Records drawn from a dataset
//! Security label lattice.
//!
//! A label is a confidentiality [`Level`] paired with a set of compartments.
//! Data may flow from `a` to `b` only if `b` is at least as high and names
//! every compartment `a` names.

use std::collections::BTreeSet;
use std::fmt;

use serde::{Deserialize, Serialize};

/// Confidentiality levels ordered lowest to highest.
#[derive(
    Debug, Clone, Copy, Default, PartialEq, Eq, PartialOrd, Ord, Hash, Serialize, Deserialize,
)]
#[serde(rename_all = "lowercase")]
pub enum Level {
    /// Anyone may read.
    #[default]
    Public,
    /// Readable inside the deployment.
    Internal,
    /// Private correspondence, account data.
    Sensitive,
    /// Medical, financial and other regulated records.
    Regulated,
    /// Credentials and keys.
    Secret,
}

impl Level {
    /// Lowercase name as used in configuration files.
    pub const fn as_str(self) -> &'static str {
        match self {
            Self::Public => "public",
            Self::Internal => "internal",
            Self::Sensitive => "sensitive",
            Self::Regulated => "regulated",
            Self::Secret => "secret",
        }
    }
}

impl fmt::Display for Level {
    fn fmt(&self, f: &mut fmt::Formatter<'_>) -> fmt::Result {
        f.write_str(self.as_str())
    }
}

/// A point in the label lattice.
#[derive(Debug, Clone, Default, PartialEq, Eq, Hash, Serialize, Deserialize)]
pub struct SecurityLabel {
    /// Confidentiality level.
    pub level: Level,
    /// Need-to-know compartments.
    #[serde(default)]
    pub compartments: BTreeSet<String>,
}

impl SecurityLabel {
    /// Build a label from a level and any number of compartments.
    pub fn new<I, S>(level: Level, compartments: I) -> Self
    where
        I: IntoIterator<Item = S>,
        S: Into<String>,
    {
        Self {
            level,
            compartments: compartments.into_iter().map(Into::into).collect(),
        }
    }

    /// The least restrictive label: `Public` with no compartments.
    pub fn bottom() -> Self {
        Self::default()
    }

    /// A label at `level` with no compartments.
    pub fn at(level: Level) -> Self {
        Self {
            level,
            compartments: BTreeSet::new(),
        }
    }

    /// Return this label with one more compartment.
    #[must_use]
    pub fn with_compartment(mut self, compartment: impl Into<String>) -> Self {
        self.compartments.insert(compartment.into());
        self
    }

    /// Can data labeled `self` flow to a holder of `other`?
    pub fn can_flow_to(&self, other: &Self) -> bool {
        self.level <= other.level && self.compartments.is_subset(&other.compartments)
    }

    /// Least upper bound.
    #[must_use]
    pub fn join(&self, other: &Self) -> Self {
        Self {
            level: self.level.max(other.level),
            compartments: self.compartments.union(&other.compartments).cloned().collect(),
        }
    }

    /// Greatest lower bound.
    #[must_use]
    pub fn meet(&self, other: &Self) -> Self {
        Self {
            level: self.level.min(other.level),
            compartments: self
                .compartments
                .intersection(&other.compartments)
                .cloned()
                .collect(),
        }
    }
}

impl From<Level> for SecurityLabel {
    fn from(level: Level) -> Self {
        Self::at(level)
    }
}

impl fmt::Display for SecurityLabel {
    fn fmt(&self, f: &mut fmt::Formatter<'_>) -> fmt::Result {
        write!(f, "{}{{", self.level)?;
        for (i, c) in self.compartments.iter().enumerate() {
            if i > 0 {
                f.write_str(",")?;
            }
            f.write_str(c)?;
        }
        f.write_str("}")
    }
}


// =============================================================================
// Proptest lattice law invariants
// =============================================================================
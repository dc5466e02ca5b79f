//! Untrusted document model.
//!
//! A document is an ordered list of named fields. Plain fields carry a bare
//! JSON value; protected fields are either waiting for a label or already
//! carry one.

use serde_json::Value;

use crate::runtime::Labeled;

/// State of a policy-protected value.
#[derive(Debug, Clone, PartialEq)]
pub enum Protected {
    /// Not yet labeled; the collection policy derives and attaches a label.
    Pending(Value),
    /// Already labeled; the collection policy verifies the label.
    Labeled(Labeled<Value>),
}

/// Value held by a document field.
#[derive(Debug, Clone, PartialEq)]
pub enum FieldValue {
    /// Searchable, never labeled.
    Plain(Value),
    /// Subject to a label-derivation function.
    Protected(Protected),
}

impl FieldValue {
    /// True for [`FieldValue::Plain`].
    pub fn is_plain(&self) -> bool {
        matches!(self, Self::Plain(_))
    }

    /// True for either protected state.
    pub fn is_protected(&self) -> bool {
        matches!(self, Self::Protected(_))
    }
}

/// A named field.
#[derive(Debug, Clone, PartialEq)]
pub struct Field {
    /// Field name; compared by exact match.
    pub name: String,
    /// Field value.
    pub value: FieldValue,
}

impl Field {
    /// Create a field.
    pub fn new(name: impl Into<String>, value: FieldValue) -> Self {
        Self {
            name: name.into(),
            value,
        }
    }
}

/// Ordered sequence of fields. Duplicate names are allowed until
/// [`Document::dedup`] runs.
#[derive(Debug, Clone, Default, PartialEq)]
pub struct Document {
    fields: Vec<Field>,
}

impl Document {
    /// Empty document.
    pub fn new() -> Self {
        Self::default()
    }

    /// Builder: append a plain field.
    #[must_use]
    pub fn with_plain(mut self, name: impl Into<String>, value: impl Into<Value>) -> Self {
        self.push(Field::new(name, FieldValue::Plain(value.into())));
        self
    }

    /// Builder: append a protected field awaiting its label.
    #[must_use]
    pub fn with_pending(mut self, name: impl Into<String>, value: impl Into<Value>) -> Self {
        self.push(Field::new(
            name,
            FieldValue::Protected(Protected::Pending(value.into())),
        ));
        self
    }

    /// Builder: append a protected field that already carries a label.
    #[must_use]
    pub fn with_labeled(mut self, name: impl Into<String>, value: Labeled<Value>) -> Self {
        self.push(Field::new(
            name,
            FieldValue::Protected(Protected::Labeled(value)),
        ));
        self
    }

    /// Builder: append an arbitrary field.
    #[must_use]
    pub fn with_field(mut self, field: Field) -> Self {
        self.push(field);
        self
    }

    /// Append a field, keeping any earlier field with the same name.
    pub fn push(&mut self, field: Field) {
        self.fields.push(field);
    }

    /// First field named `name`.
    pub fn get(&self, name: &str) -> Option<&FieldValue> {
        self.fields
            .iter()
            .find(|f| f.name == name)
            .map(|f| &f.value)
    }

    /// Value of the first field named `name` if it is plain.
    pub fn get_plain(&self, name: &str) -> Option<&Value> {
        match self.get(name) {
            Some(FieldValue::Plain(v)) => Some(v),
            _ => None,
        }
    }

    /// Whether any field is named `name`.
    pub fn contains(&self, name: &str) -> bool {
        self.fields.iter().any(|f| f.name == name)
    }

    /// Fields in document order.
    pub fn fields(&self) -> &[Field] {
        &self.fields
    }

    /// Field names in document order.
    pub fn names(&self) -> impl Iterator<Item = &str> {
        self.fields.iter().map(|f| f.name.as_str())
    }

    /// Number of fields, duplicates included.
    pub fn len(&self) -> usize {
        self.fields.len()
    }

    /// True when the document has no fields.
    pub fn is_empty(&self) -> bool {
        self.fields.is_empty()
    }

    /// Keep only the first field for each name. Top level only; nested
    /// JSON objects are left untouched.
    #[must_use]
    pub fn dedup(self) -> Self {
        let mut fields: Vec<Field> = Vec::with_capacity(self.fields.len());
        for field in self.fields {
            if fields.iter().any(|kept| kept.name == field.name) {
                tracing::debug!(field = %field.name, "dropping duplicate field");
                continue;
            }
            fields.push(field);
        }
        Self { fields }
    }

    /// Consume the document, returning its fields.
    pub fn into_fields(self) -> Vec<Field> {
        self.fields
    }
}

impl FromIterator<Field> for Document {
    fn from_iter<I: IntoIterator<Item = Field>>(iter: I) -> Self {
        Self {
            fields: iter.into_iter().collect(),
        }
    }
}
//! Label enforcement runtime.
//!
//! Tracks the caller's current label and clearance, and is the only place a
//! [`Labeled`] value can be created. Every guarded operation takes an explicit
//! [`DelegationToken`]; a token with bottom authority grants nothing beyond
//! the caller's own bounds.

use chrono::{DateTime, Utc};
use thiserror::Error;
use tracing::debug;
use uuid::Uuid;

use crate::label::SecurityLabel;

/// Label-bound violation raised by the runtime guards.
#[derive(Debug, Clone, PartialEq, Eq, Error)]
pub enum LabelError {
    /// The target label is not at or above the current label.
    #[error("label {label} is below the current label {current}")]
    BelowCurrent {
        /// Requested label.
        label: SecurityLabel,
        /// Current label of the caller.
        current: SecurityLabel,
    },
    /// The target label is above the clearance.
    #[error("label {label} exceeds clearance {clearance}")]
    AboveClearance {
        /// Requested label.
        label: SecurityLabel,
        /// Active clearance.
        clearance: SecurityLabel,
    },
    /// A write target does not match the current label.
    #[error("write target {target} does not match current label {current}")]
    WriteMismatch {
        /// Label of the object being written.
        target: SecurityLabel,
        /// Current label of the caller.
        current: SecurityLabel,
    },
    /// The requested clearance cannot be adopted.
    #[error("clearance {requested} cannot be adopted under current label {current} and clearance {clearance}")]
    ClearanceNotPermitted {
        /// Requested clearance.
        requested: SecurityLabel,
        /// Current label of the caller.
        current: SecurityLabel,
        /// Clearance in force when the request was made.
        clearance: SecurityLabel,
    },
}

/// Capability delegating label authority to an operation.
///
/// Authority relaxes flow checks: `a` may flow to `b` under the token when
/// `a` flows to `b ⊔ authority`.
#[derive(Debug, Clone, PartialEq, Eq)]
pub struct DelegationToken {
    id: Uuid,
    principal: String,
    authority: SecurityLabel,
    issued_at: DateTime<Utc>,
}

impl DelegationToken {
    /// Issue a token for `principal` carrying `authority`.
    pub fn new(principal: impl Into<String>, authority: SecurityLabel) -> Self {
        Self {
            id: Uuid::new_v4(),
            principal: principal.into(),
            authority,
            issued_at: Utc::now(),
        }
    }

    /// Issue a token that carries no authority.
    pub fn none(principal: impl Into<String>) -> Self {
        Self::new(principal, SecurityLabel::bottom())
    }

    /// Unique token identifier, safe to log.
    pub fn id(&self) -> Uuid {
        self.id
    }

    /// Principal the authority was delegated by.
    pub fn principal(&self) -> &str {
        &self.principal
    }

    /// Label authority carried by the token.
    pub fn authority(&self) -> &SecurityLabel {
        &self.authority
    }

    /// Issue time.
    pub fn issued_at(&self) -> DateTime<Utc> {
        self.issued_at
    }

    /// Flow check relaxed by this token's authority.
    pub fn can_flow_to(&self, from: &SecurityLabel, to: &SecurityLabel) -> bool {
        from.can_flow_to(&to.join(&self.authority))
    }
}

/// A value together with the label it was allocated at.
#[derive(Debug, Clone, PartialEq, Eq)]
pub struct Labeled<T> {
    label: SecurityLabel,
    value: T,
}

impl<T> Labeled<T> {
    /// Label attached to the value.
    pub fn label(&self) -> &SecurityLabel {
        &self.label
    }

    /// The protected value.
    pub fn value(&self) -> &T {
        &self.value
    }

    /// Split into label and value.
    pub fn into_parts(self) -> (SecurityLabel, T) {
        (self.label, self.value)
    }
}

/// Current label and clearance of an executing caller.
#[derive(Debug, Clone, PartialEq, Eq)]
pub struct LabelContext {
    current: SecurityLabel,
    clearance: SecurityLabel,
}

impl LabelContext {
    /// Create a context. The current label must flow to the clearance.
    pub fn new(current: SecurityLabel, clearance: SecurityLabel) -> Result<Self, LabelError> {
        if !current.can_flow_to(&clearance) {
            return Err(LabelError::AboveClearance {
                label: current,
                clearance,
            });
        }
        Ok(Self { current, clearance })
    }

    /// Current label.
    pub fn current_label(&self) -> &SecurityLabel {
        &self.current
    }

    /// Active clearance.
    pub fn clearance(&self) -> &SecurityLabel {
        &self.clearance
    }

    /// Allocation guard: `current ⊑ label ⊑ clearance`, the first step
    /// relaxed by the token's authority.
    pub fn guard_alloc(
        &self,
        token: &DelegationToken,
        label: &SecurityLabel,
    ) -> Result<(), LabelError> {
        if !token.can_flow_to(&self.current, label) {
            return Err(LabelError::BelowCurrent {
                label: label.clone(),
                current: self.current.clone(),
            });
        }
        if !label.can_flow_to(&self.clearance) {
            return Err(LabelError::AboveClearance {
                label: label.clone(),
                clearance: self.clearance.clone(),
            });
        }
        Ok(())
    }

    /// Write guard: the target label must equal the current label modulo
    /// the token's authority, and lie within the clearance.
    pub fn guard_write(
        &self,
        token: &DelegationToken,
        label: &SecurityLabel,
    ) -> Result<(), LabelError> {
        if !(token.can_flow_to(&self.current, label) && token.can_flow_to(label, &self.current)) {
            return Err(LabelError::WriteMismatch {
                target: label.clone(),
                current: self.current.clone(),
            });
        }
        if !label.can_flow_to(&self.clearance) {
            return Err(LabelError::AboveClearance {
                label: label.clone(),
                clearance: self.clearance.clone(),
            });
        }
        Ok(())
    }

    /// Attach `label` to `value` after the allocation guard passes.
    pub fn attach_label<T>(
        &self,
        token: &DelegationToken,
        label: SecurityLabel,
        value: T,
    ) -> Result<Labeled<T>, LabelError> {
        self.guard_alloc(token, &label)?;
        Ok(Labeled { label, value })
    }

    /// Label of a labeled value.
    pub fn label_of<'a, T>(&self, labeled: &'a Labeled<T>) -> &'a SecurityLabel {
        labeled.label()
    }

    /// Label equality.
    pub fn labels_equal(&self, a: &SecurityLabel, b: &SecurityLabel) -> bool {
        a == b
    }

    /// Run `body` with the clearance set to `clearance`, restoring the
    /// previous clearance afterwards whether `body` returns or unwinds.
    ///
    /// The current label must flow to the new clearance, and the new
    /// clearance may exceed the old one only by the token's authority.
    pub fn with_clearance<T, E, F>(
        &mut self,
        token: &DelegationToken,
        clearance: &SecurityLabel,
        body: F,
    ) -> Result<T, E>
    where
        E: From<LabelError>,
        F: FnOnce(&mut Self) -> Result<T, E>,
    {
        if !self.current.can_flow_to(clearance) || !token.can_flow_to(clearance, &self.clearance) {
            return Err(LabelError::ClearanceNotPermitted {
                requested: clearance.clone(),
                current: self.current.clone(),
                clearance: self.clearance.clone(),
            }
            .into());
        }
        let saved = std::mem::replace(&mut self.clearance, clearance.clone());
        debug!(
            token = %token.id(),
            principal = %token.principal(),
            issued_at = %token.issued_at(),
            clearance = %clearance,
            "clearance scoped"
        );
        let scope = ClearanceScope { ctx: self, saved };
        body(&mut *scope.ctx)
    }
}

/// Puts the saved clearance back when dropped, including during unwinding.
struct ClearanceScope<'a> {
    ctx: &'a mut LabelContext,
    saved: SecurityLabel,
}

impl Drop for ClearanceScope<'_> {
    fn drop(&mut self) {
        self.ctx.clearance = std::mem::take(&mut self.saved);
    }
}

:: Work to complete ::
Looking only at the entries, count the lines that contain the word "WriteMismatch", then state that count and nothing else.

:: Your solution ::
2